EXERCISE DIRECTIONS:
Search the entries for the word "impl" and pull out each line that has it.

DATASET RECORDS:
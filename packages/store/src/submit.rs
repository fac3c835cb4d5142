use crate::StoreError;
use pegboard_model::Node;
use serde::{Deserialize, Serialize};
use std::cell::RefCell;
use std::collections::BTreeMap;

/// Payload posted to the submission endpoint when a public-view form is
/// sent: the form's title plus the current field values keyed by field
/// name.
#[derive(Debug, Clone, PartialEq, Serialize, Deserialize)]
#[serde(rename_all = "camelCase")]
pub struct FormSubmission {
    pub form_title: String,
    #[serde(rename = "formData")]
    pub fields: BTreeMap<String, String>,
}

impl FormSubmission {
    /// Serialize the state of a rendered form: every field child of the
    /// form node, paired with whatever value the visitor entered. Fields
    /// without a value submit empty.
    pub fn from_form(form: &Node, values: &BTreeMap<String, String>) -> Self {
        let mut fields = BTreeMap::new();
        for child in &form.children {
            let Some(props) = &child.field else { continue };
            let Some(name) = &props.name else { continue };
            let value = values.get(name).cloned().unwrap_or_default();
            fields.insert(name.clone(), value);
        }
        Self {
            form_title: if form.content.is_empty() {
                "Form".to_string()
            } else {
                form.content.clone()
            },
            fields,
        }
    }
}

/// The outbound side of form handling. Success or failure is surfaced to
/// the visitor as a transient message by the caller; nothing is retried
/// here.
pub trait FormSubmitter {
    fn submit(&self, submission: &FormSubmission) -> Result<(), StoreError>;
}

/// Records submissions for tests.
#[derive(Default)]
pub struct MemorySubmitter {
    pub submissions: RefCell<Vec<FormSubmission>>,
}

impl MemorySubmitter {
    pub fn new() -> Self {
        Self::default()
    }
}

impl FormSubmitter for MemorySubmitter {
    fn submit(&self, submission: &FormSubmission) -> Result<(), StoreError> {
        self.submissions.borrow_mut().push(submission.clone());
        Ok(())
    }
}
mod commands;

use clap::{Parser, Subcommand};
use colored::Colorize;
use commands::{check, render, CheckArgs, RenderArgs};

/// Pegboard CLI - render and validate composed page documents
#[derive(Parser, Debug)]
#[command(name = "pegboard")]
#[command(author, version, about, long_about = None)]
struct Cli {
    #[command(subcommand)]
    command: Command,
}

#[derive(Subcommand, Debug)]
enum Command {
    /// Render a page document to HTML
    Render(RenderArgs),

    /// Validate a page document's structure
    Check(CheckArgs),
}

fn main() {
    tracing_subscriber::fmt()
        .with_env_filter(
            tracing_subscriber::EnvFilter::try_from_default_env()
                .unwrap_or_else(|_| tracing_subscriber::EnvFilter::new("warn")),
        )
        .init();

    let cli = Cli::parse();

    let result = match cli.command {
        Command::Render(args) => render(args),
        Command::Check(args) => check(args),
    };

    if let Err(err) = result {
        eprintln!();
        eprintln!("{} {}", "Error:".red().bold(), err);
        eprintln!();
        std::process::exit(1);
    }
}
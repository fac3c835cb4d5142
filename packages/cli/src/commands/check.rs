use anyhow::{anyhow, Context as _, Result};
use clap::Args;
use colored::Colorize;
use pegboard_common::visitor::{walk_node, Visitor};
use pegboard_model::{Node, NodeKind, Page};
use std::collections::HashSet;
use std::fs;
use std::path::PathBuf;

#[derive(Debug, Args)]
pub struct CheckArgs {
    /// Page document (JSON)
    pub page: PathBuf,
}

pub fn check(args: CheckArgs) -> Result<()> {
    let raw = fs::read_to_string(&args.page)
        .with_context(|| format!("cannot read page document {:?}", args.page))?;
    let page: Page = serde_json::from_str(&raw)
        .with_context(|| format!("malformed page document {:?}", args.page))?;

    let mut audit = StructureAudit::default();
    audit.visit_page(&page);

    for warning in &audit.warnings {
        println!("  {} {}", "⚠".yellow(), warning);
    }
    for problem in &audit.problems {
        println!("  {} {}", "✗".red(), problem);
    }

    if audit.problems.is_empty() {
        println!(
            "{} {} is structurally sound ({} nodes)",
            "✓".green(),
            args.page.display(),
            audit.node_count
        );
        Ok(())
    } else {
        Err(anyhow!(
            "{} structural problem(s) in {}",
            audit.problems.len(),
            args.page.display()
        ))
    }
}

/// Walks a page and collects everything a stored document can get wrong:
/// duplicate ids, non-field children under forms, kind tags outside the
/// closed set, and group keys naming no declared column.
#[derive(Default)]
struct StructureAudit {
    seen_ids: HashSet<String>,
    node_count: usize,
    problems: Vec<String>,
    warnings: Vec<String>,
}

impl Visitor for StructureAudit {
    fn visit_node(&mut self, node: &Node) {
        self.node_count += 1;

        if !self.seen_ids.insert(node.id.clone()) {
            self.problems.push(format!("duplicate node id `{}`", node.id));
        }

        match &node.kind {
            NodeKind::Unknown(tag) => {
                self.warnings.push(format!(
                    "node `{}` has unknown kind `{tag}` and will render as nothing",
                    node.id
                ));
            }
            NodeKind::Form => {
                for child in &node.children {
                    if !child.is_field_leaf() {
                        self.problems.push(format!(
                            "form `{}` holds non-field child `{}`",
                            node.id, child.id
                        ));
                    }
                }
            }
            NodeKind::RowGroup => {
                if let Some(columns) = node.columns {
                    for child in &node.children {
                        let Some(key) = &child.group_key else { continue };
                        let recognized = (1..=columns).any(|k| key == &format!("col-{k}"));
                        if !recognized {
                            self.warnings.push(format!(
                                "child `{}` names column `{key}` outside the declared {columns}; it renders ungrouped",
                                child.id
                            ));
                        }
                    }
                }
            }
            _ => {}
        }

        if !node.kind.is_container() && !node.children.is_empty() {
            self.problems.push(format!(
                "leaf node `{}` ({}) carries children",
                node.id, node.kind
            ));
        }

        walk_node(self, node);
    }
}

WRITTEN ANSWER:
impl FormSubmission {
impl MemorySubmitter {
impl FormSubmitter for MemorySubmitter {
impl Visitor for StructureAudit {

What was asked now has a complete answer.